DATA EXCERPTS →

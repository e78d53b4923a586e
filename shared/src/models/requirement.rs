//! Material requirement report models

use rust_decimal::Decimal;
use serde::{Deserialize, Serialize};
use uuid::Uuid;

use super::{MaterialType, StockLot};

/// Requirement breakdown for one production run of a clothing item
#[derive(Debug, Clone, Default, PartialEq, Serialize, Deserialize)]
pub struct RequirementReport {
    pub all_amount: Vec<MaterialNeed>,
}

impl RequirementReport {
    /// True when the clothing item has no recipe lines
    pub fn is_empty(&self) -> bool {
        self.all_amount.is_empty()
    }

    /// True when every material is sufficiently stocked
    pub fn is_feasible(&self) -> bool {
        self.all_amount
            .iter()
            .all(|need| need.need_amount_price_detail.status)
    }

    /// Materials whose stock does not cover the need
    pub fn shortages(&self) -> impl Iterator<Item = &MaterialNeed> {
        self.all_amount
            .iter()
            .filter(|need| !need.need_amount_price_detail.status)
    }
}

/// Need for a single material
#[derive(Debug, Clone, PartialEq, Serialize, Deserialize)]
pub struct MaterialNeed {
    pub material_id: Uuid,
    pub material_name: String,
    pub material_type: MaterialType,
    pub material_measurement: String,
    pub material_code: String,
    pub need_amount: Decimal,
    pub need_amount_price_detail: PriceDetail,
}

/// Stock that can cover a material need, and whether it does
#[derive(Debug, Clone, PartialEq, Serialize, Deserialize)]
pub struct PriceDetail {
    /// Lots of this material that are not fully drawn down
    pub material: Vec<StockLot>,
    pub has_amount: Decimal,
    pub need_amount: Decimal,
    pub status: bool,
}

THE TASK → Gather each line from the entries above that includes the word "does".

ANSWER SECTION →
    /// Materials whose stock does not cover the need
/// Stock that can cover a material need, and whether it does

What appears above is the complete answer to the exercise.